В боях за Молдавию. Книга 2 (Авторов) - страница 121

— Шнель, шнель! — подгоняли арестованных солдаты. Кто отставал, того били прикладом, стегали кнутом. Уже стемнело, когда раздалась команда прекратить. Люди валились с ног от усталости. И вдруг произошло такое… Пленников погнали в залитый водой погреб. Потом пришли за ней и тоже повели туда.

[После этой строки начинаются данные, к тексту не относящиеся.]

// SPDX-License-Identifier: BUSL-1.1
// Copyright (c) 2026 Alfred Jean LLC

//! Daemon lifecycle: startup, worker supervision, graceful shutdown.

use crate::api::{self, AppState};
use crate::env;
use hub_core::SystemClock;
use hub_engine::{
    run_aging, AgentExecutor, AgentWorker, ConfigLoader, Engine, EngineError, InferenceWorker,
    LoopbackExecutor, LoopbackRunner, ModelRunner, StaticConfigLoader,
};
use hub_store::{Store, StoreError};
use std::net::SocketAddr;
use std::path::PathBuf;
use std::sync::Arc;
use std::time::{Duration, Instant};
use thiserror::Error;
use tokio_util::sync::CancellationToken;
use tracing::{error, info};

/// Daemon configuration
#[derive(Debug, Clone)]
pub struct Config {
    /// Root state directory (e.g. ~/.local/state/hub)
    pub state_dir: PathBuf,
    /// Path to the queue database file
    pub db_path: PathBuf,
    /// HTTP/WebSocket listen address
    pub http_addr: SocketAddr,
    /// Parallel agent workers
    pub agent_workers: usize,
    /// Parallel inference workers
    pub inference_workers: usize,
    /// Worker idle poll sleep
    pub poll_interval: Duration,
    /// Aging loop period
    pub aging_interval: Duration,
}

impl Config {
    /// Load configuration from the environment.
    pub fn from_env() -> Result<Self, LifecycleError> {
        let state_dir = env::state_dir()?;
        Ok(Self {
            db_path: state_dir.join("hub.db"),
            http_addr: env::http_addr()?,
            agent_workers: env::agent_workers(),
            inference_workers: env::inference_workers(),
            poll_interval: env::poll_interval(),
            aging_interval: env::aging_interval(),
            state_dir,
        })
    }
}

/// Errors from daemon startup and shutdown.
#[derive(Debug, Error)]
pub enum LifecycleError {
    #[error("cannot determine state directory (set HUB_STATE_DIR or HOME)")]
    NoStateDir,

    #[error("invalid listen address: {0:?}")]
    InvalidAddr(String),

    #[error(transparent)]
    Io(#[from] std::io::Error),

    #[error(transparent)]
    Store(#[from] StoreError),

    #[error(transparent)]
    Engine(#[from] EngineError),
}

/// The external collaborators the workers dispatch to.
pub struct Collaborators {
    pub executor: Arc<dyn AgentExecutor>,
    pub runner: Arc<dyn ModelRunner>,
    pub configs: Arc<dyn ConfigLoader>,
}

impl Collaborators {
    /// Built-in echo collaborators, used by the shipped binary so a
    /// fresh install is exercisable end to end.
    pub fn loopback() -> Self {
        Self {
            executor: Arc::new(LoopbackExecutor),
            runner: Arc::new(LoopbackRunner),
            configs: Arc::new(StaticConfigLoader::default()),
        }
    }
}

/// Run the daemon until a shutdown signal arrives.
pub async fn run(config: Config, collaborators: Collaborators) -> Result<(), LifecycleError> {
    // 1. State directory (holds the database and log file)
    std::fs::create_dir_all(&config.state_dir)?;

    // 2. Open the store
    let store = Store::open(&config.db_path).await?;
    let engine = Arc::new(Engine::new(store.clone(), Arc::new(SystemClock)));

    // 3. Recovery MUST complete before any worker is allowed to lease:
    // after it, no row is RUNNING or CANCEL_REQUESTED.
    let report = engine.recover().await?;
    info!(
        executions = report.executions,
        tasks = report.tasks,
        "startup recovery complete"
    );

    // 4. Shutdown signal plumbing
    let shutdown = CancellationToken::new();
    spawn_signal_listener(shutdown.clone());

    // 5. Workers
    let mut tasks = Vec::new();
    for _ in 0..config.agent_workers {
        let worker = AgentWorker::new(
            engine.clone(),
            collaborators.executor.clone(),
            collaborators.configs.clone(),
        )
        .with_poll_interval(config.poll_interval);
        tasks.push(tokio::spawn(worker.run(shutdown.clone())));
    }
    for _ in 0..config.inference_workers {
        let worker = InferenceWorker::new(engine.clone(), collaborators.runner.clone())
            .with_poll_interval(config.poll_interval);
        tasks.push(tokio::spawn(worker.run(shutdown.clone())));
    }
    info!(
        agent_workers = config.agent_workers,
        inference_workers = config.inference_workers,
        "workers started"
    );

    // 6. Aging loop
    tasks.push(tokio::spawn(run_aging(
        engine.clone(),
        config.aging_interval,
        shutdown.clone(),
    )));

    // 7. HTTP listener
    let state = AppState { engine: engine.clone(), started_at: Instant::now() };
    let router = api::router(state);
    let listener = tokio::net::TcpListener::bind(config.http_addr).await?;
    info!(addr = %listener.local_addr()?, "listening");
    axum::serve(listener, router)
        .with_graceful_shutdown(shutdown.clone().cancelled_owned())
        .await?;

    // 8. Drain: workers finish their current job, then the WAL is
    // checkpointed. A hard kill instead of this path is repaired by
    // recovery on the next boot.
    for task in tasks {
        if let Err(error) = task.await {
            error!(%error, "background task panicked");
        }
    }
    store.checkpoint().await?;
    store.close().await;
    info!("daemon stopped");
    Ok(())
}

fn spawn_signal_listener(shutdown: CancellationToken) {
    tokio::spawn(async move {
        wait_for_signal().await;
        shutdown.cancel();
    });
}

#[cfg(unix)]
async fn wait_for_signal() {
    use tokio::signal::unix::{signal, SignalKind};
    let mut terminate = match signal(SignalKind::terminate()) {
        Ok(stream) => stream,
        Err(error) => {
            error!(%error, "failed to install SIGTERM handler");
            let _ = tokio::signal::ctrl_c().await;
            return;
        }
    };
    tokio::select! {
        _ = tokio::signal::ctrl_c() => info!("received SIGINT"),
        _ = terminate.recv() => info!("received SIGTERM"),
    }
}

#[cfg(not(unix))]
async fn wait_for_signal() {
    let _ = tokio::signal::ctrl_c().await;
    info!("received interrupt");
}
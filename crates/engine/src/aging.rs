// SPDX-License-Identifier: BUSL-1.1
// Copyright (c) 2026 Alfred Jean LLC

//! Anti-starvation aging loop.
//!
//! A single actor that periodically lifts long-waiting PENDING rows in
//! both queues. It only touches PENDING rows, so it races safely with
//! lease selection: a row leased between ticks simply stops matching.

use crate::runtime::Engine;
use std::sync::Arc;
use std::time::Duration;
use tokio::time::MissedTickBehavior;
use tokio_util::sync::CancellationToken;

/// Run aging passes every `period` until shutdown.
pub async fn run_aging(engine: Arc<Engine>, period: Duration, shutdown: CancellationToken) {
    let mut ticker = tokio::time::interval(period);
    ticker.set_missed_tick_behavior(MissedTickBehavior::Skip);
    // interval fires immediately; skip that first tick so a restart
    // does not double-boost a queue that was just aged.
    ticker.tick().await;

    tracing::info!(period_s = period.as_secs_f64(), "aging loop started");
    loop {
        tokio::select! {
            _ = shutdown.cancelled() => break,
            _ = ticker.tick() => {
                let now = engine.now_ms();
                match engine.store().age_pending_executions(now).await {
                    Ok(0) => {}
                    Ok(boosted) => tracing::debug!(boosted, "aged pending executions"),
                    Err(error) => tracing::error!(%error, "execution aging pass failed"),
                }
                match engine.store().age_pending_tasks(now).await {
                    Ok(0) => {}
                    Ok(boosted) => tracing::debug!(boosted, "aged pending tasks"),
                    Err(error) => tracing::error!(%error, "task aging pass failed"),
                }
            }
        }
    }
    tracing::info!("aging loop stopped");
}

#[cfg(test)]
#[path = "aging_tests.rs"]
mod tests;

— Плакал мой Женечка, ой как плакал, — вспоминала она теперь, стоя у того окна, в которое видела тогда, как пятнадцать жестоко измученных людей заливали погреб водой. В комнате уснул было под грудью, а вывели меня во двор, заплакал, холодно ему стало. Тогда я как закричу. «Куда вы меня гоните, он же замерзнет там, умрет мой малютка». Больно ударили по затылку, по спине. Не помню, как очутилась в погребе. Услышала только стук. Захлопнулась за мной дверца и заскрипел засов.

Кончиком ситцевого платка, повязанного по-крестьянски, тетушка Евдокия вытерла слезы:

— Темно-темно там было… и мокро… воды по пояс. Оступилась я и упала вместе с Женечкой… Чуть не захлебнулась… Люди спасли… А он кричит, бедненький… пеленки намокли в воде… Я тоже промокла до нитки… Все к груди его прижимаю… а у самой руки дрожат, вот-вот уроню его опять в воду…

Тяжко вспоминать тетушке Евдокии пережитое, каждое слово отзывается болью:

— Люди добрые помогли. У кого шарф был, кто тряпку с головы снял. Кое-как укутали сынишку. Слышу голос Ивана Васильевича Кристи: «Дай подержу его, Евдокия, а ты отдохни».

Сколько длился печальный рассказ? Может быть, час, а может, дольше. Тетушка Евдокия не замечала никого. Разбудив в душе тяжелые воспоминания, она уже не могла остановить их. Картины одна ужаснее другой возникали перед слушателями. Дети слушали в каком-то оцепенении, боясь пошевельнуться. В таком оцепенении слушают страшные сказки: кажется, оглянись только, и сразу увидишь наяву отвратительное чудовище.

То, что случилось после той ночи, было еще ужаснее. Утром каратели согнали на сельскую площадь жителей Ульмы и устроили скорый суд над пятнадцатью узниками. Всех их приговорили к расстрелу. В приговоре указывалось, что осужденных отправляют в Румынию, где они смогут обжаловать решение суда. Родственникам разрешили передать чистое белье и продукты на дорогу. В тот же день скорбная процессия смертников под усиленным конвоем двинулась из села. Только путь обреченных людей оказался гораздо короче объявленного в приговоре. Недалеко от Ульмы в овраге вечером раздалось пятнадцать выстрелов.

Евдокию Георгиевну с младенцем вновь заперли в одной из классных комнат. Каратели решили еще раз попытаться заставить ее принять предложение о предательстве, но, получив отказ, возобновили побои и оскорбления. Потом ее отпустили домой и установили за домом слежку, надеясь поймать в ловушку мужа-партизана. Три дня измученная побоями женщина побыла дома, на четвертый ее вернули в школу-тюрьму. Теперь она находилась при солдатской кухне — чистила картошку, мыла посуду. Уходить со школьного двора запрещалось.